Nora Lorek, Sweden
Nora Lorek, born in Germany in 1992, living in Sweden since 2005. She studied photojournalism at Mid Sweden University in Sundsvall and has worked as a concert photographer. Winning the title of College Photographer of the Year in Sweden earned her commissions from National Geographic and others. By now her pictures have also been published in the New York Times, in Die Zeit, in Dagens Nyheter and in Expressen. One of her larger projects is Calais Jungle, a sociological-visual long-term study of a French refugee camp. Her main theme is the main theme of our day – migration.

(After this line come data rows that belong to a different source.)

//! Human-readable statistics tables.

use std::io::{self, Write};

use hapctl_core::{ProxyGroup, ServerRecord};
use unicode_width::UnicodeWidthStr;

const HEADINGS: [&str; 6] = ["SERVICE", "STATUS", "WEIGHT", "STATE", "BAND", "DOWNTIME"];
const INDENT: &str = "  ";
const GAP: &str = "  ";
const SECONDS_PER_HOUR: u64 = 3600;
const SECONDS_PER_MINUTE: u64 = 60;

/// Formats accumulated downtime as `HH:MMh`, or `-` when unknown.
#[must_use]
pub fn format_downtime(seconds: Option<u64>) -> String {
    seconds.map_or_else(
        || String::from("-"),
        |total| {
            let hours = total.div_euclid(SECONDS_PER_HOUR);
            let minutes = total
                .rem_euclid(SECONDS_PER_HOUR)
                .div_euclid(SECONDS_PER_MINUTE);
            format!("{hours:02}:{minutes:02}h")
        },
    )
}

/// Writes one table per proxy, separated by blank lines.
pub(super) fn write_tables<W: Write>(out: &mut W, groups: &[ProxyGroup]) -> io::Result<()> {
    if groups.is_empty() {
        return writeln!(out, "no statistics returned");
    }

    for (index, group) in groups.iter().enumerate() {
        if index > 0 {
            writeln!(out)?;
        }
        write_group(out, group)?;
    }
    Ok(())
}

fn write_group<W: Write>(out: &mut W, group: &ProxyGroup) -> io::Result<()> {
    let rows: Vec<[String; 6]> = group.records.iter().map(table_row).collect();
    let headings = HEADINGS.map(String::from);

    let mut widths = [0_usize; 6];
    for row in std::iter::once(&headings).chain(rows.iter()) {
        for (width, cell) in widths.iter_mut().zip(row) {
            *width = (*width).max(cell.width());
        }
    }

    writeln!(out, "{}", group.name)?;
    write_row(out, &headings, &widths)?;
    for row in &rows {
        write_row(out, row, &widths)?;
    }
    Ok(())
}

fn table_row(record: &ServerRecord) -> [String; 6] {
    let weight = record
        .weight()
        .map_or_else(|| String::from("-"), |value| value.to_string());
    [
        record.service_name().to_owned(),
        record.status().to_owned(),
        weight,
        record.state().to_string(),
        record.weight_band().to_string(),
        format_downtime(record.downtime()),
    ]
}

fn write_row<W: Write>(out: &mut W, cells: &[String; 6], widths: &[usize; 6]) -> io::Result<()> {
    let mut line = String::from(INDENT);
    let last = cells.len().saturating_sub(1);
    for (index, (cell, width)) in cells.iter().zip(widths).enumerate() {
        line.push_str(cell);
        if index < last {
            let padding = width.saturating_sub(cell.width());
            line.extend(std::iter::repeat_n(' ', padding));
            line.push_str(GAP);
        }
    }
    writeln!(out, "{line}")
}
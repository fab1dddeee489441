//! Client for the HAProxy stats socket.
//!
//! `hapctl-core` speaks the text protocol exposed on the load balancer's
//! administrative socket: it renders commands, sends each over a fresh
//! connection, parses the CSV statistics table, and classifies servers from
//! the parsed fields.
//!
//! # Architecture
//!
//! ```text
//! ActionDispatcher -> command builders -> Transport -> raw bytes
//!                                         Transport -> parse_stats -> ServerRecord
//! ```
//!
//! The [`Transport`] trait is the seam for tests: the dispatcher is generic
//! over it, and [`SocketTransport`] is the production implementation.
//!
//! # Example
//!
//! ```rust,no_run
//! use hapctl_config::Config;
//! use hapctl_core::{ActionDispatcher, ReadOnlyPolicy, SocketTransport};
//!
//! let config = Config::default();
//! let dispatcher = ActionDispatcher::new(
//!     SocketTransport::from_config(&config),
//!     ReadOnlyPolicy::new(config.read_only()),
//! );
//! for record in dispatcher.fetch_stats()? {
//!     println!("{}/{} {}", record.proxy_name(), record.service_name(), record.state());
//! }
//! # Ok::<(), hapctl_core::AdminError>(())
//! ```

pub mod command;
pub mod dispatch;
pub mod error;
pub mod record;
pub mod stats;
pub mod transport;

#[cfg(test)]
mod tests;

pub use self::command::{Action, AdminState, AgentState, HealthState, ServerTarget, Toggle};
pub use self::dispatch::{
    ActionDispatcher, DispatchOutcome, ReadOnlyPolicy, resolve_action,
};
pub use self::error::{AdminError, ProtocolError};
pub use self::record::{ProxyGroup, ServerRecord, ServerState, WeightBand, group_by_proxy};
pub use self::stats::{StatHeader, StatRow, parse_stats};
pub use self::transport::{SocketTransport, Transport};
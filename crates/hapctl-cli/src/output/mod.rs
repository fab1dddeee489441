//! Rendering of dispatcher outcomes.
//!
//! Statistics are grouped by proxy and rendered either as aligned tables for
//! humans or as JSON with columns in header order. Responses to mutating
//! commands are echoed verbatim.

mod render;

use std::io::Write;

use clap::ValueEnum;
use hapctl_core::{DispatchOutcome, ProxyGroup, ServerRecord, group_by_proxy};

use crate::AppError;

pub use render::format_downtime;

/// Output format selection for statistics.
#[derive(Clone, Copy, Debug, Default, Eq, PartialEq, ValueEnum)]
pub enum OutputFormat {
    /// Selects `human` for terminal output and `json` for redirected output.
    #[default]
    Auto,
    /// Always render tables.
    Human,
    /// Always emit JSON.
    Json,
}

/// Output format after resolving `auto` based on TTY detection.
#[derive(Clone, Copy, Debug, Eq, PartialEq)]
pub enum ResolvedOutputFormat {
    /// One aligned table per proxy.
    Human,
    /// JSON array of proxy groups.
    Json,
}

impl OutputFormat {
    /// Resolves the output format based on whether stdout is a terminal.
    #[must_use]
    pub const fn resolve(self, stdout_is_terminal: bool) -> ResolvedOutputFormat {
        match self {
            Self::Auto => {
                if stdout_is_terminal {
                    ResolvedOutputFormat::Human
                } else {
                    ResolvedOutputFormat::Json
                }
            }
            Self::Human => ResolvedOutputFormat::Human,
            Self::Json => ResolvedOutputFormat::Json,
        }
    }
}

/// Writes a dispatch outcome to `stdout`.
pub(crate) fn write_outcome<W: Write>(
    stdout: &mut W,
    outcome: DispatchOutcome,
    format: ResolvedOutputFormat,
    listeners_only: bool,
) -> Result<(), AppError> {
    match outcome {
        DispatchOutcome::Stats(records) => {
            let groups = group_records(records, listeners_only);
            match format {
                ResolvedOutputFormat::Human => {
                    render::write_tables(stdout, &groups).map_err(AppError::WriteOutput)?;
                }
                ResolvedOutputFormat::Json => {
                    serde_json::to_writer_pretty(&mut *stdout, &groups)
                        .map_err(AppError::SerialiseStats)?;
                    stdout.write_all(b"\n").map_err(AppError::WriteOutput)?;
                }
            }
        }
        DispatchOutcome::Response(bytes) => {
            if !bytes.is_empty() {
                stdout.write_all(&bytes).map_err(AppError::WriteOutput)?;
                stdout.write_all(b"\n").map_err(AppError::WriteOutput)?;
            }
        }
    }
    stdout.flush().map_err(AppError::WriteOutput)
}

fn group_records(records: Vec<ServerRecord>, listeners_only: bool) -> Vec<ProxyGroup> {
    if listeners_only {
        group_by_proxy(records.into_iter().filter(ServerRecord::is_listener).collect())
    } else {
        group_by_proxy(records)
    }
}

#[cfg(test)]
mod tests;
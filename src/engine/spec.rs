//! Request specs for engine-side resources.
//!
//! Both specs are plain data: they describe exactly what the lifecycle
//! controller asks the engine to create, and they are immutable once the
//! creation request has been issued.

use std::collections::HashMap;
use std::net::Ipv4Addr;

use serde::{Deserialize, Serialize};

/// Specification for the monitor container.
#[derive(Debug, Clone, Serialize, Deserialize)]
pub struct ContainerSpec {
    /// Image reference, e.g. `ceph/daemon:tag-build-master-jewel-centos-7`.
    pub image: String,
    /// Container name, unique per run when a run id is configured.
    pub name: String,
    /// Environment entries in `KEY=VALUE` form.
    pub env: Vec<String>,
    /// Name of the network the container attaches to.
    pub network: String,
    /// Static address inside the network's subnet.
    pub address: Ipv4Addr,
    /// Command to run, split into arguments.
    pub cmd: Option<Vec<String>>,
    /// Labels applied to the container, used by cleanup sweeps.
    pub labels: HashMap<String, String>,
}

impl ContainerSpec {
    pub fn new(
        image: impl Into<String>,
        name: impl Into<String>,
        network: impl Into<String>,
        address: Ipv4Addr,
    ) -> Self {
        Self {
            image: image.into(),
            name: name.into(),
            env: Vec::new(),
            network: network.into(),
            address,
            cmd: None,
            labels: HashMap::new(),
        }
    }

    pub fn with_env(mut self, env: Vec<String>) -> Self {
        self.env = env;
        self
    }

    pub fn with_cmd(mut self, cmd: Vec<String>) -> Self {
        self.cmd = Some(cmd);
        self
    }

    pub fn with_labels(mut self, labels: HashMap<String, String>) -> Self {
        self.labels = labels;
        self
    }
}

/// Specification for the fixture network.
///
/// Created before the container that references it, removed after that
/// container is gone: the engine refuses to delete a network that still
/// has attached endpoints.
#[derive(Debug, Clone, Serialize, Deserialize)]
pub struct NetworkSpec {
    pub name: String,
    /// Driver kind; the harness always provisions `bridge` networks.
    pub driver: String,
    /// Internal networks get no external connectivity.
    pub internal: bool,
    /// IPAM pool subnet in CIDR form.
    pub subnet: String,
    /// IPAM pool gateway address.
    pub gateway: Ipv4Addr,
    pub labels: HashMap<String, String>,
}

impl NetworkSpec {
    pub fn bridge(name: impl Into<String>, subnet: impl Into<String>, gateway: Ipv4Addr) -> Self {
        Self {
            name: name.into(),
            driver: "bridge".to_string(),
            internal: true,
            subnet: subnet.into(),
            gateway,
            labels: HashMap::new(),
        }
    }

    pub fn with_labels(mut self, labels: HashMap<String, String>) -> Self {
        self.labels = labels;
        self
    }
}
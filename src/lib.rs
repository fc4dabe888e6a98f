//! monfix: disposable monitor-container fixtures for integration tests.
//!
//! The harness pulls a monitor image, allocates an internal bridge
//! network with a precomputed subnet and static address, starts a
//! single-node monitor container, health-checks it, hands it to the test
//! body and unconditionally removes everything afterwards.

pub mod catalog;
pub mod cli;
pub mod config;
pub mod engine;
pub mod error;
pub mod fixture;
pub mod net;

pub use catalog::TagCatalog;
pub use config::HarnessConfig;
pub use engine::{ContainerEngine, DockerEngine};
pub use error::{HarnessError, RangeError};
pub use fixture::{FixtureController, FixtureState, MonitorFixture};
pub use net::generate_ips;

Saving the most precious bit of home. Furnishing memory with something tangible. Reassuring yourself of your skills and history. It all becomes manifest in the backdrop to the women and children portrayed here. These are embroidered bedspreads, called milaya. The women brought these milayas with them to Uganda as they fled the civil war in South Sudan. They are a piece of home and they represent the hope to be able to return. Is fleeing peaceful? No, never! But when the jury appreciated these pictures by Nora Lorek as images of peace, they did so because they are, after all, the symbol of a happier life. A symbol that people cling to. At the same time Nora Lorek’s photographs point to an issue widely ignored: There are indeed some very poor countries that take in refugees. An estimated 270 000 refugees live in the Bidibidi camp in north-western Uganda. And who knows, for instance, that even a country like Ecuador has by now taken in 400 000 refugees, from Venezuela in this case. We should remind ourselves of that when we in Austria, in Germany, in very rich Central Europe, complain about ‘waves of refugees’. And when here, first the hearts, and then the borders, revert to stone and barbed wire. (Text by Peter-Matthias Gaede)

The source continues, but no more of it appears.